The female characters are a woman named Herodias and a woman named Herodias.
Herodias I, I will call her, is the current wife of Herod the governor. She was formerly
married to Herod’s brother, Philip. The other Herodias is Herod’s niece/stepdaughter.
Are you with me so far? I am not making any of this up. Thank goodness, Herodias II is
known by another name. She was called Salome by the Jewish historian, Josephus, and
that’s what we are going to call her too. Actually, in Bible school in Mississippi, we
called her Salome, rhyming with “baloney,” but actually, the way you say it is “bologna,”
but we won’t even go there. We are going to call her Salome this morning.
Here is what happened: John the Baptist, who, as I said, had no problem speaking truth
to power, went to Herod and told him that his marriage his brother’s former wife was a
moral outrage because Herod had broken up the brother’s marriage in order to take
Herodias as his bride.
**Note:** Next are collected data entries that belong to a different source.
use crate::align::structs::{AlignmentGrid, Coordinate, Direction, TracebackPath};

/// Walk the traceback directions from `endpoint` back to the origin, then
/// run straight along the border from `endpoint` to the bottom-right corner.
///
/// The returned path starts at the origin and ends at the bottom-right
/// corner. The trailing run covers whatever part of the longer sequence
/// was left hanging past the endpoint.
///
/// # Panics
///
/// Panics if `endpoint` is not in the last row or the last column of `grid`.
pub fn reconstruct_path(grid: &AlignmentGrid, endpoint: Coordinate) -> TracebackPath {
    let last_row = grid.last_row();
    let last_column = grid.last_column();

    assert!(
        endpoint.row == last_row || endpoint.column == last_column,
        "traceback endpoint ({}, {}) is not on the last row or column",
        endpoint.row,
        endpoint.column
    );

    let mut coordinates: Vec<Coordinate> = vec![];

    let mut row = endpoint.row;
    let mut column = endpoint.column;
    loop {
        coordinates.push(Coordinate::new(row, column));
        match grid.direction(row, column) {
            Some(Direction::Diagonal) => {
                row -= 1;
                column -= 1;
            }
            Some(Direction::Left) => column -= 1,
            Some(Direction::Up) => row -= 1,
            None => break,
        }
    }
    coordinates.reverse();

    if endpoint.row < last_row {
        coordinates.extend(
            (endpoint.row + 1..=last_row).map(|row| Coordinate::new(row, endpoint.column)),
        );
    } else if endpoint.column < last_column {
        coordinates.extend(
            (endpoint.column + 1..=last_column).map(|column| Coordinate::new(endpoint.row, column)),
        );
    }

    TracebackPath { coordinates }
}
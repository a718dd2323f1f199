pub mod structs;

mod error;
pub use error::{AlignmentError, SequenceRole};

mod scoring;
pub use scoring::{MatchMismatchScorer, SubstitutionScorer};

mod fill;
pub use fill::{evaluate_cell, fill_grid};

mod endpoint;
pub use endpoint::find_best_endpoint;

mod traceback;
pub use traceback::reconstruct_path;

mod render;
pub use render::{percent_identity, render};

mod semi_global;
pub use semi_global::{align_sequences, Aligner};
The king naturally didn’t like hearing that message, but he also
realized that John was a righteous, holy man; and, believe it or not, he was usually
interested in what John had to say, so instead of arresting him and executing him, he
arrested him in the sense of having him taken into protective custody. The bride,
Herodias, was much less happy about John the Baptist. She was infuriated that she had
been talked about in such a way, and she waited for an opportunity to get her revenge.
It came to pass when Herod threw a birthday party. The entertainment of the evening
was provided by the family lotus blossom, the young and graceful Salome, a.k.a.
Herodias II. She danced so beautifully that Herod told her she could have anything she
wanted, even if it was half the kingdom. (One can only imagine how many goblets of
wine the Governor had consumed before he came to the point of saying, “I will give half
my power away.”) When Salome consulted her mother, Herodias seized her opportunity,
“You should ask for the head of John, and so Salome did, adding her own personal touch
of the platter. Herod did not want to grant the request, but he was afraid of losing face
before his relatives, and before the VIP guests who had heard him make his foolish offer
and so it all came to pass as Salome had requested. After it was over, what was left of
John was claimed by his disciples and lain in a tomb.

Is your ear still to the ground? Can you begin to hear echoes of the good news of the
gospel of Jesus Christ? How it was that before he was killed in a spectacularly
undignified way, Jesus had spoken truth to power? When Jesus had appeared on the
scene, it was John who announced his coming. After John was dead, the king thought
John had been raised from the dead. That was not so, because Jesus was the one who
would defeat death, but it turns out that no beheading, no crucifixion can stop the
kingdom of God come near in Christ Jesus.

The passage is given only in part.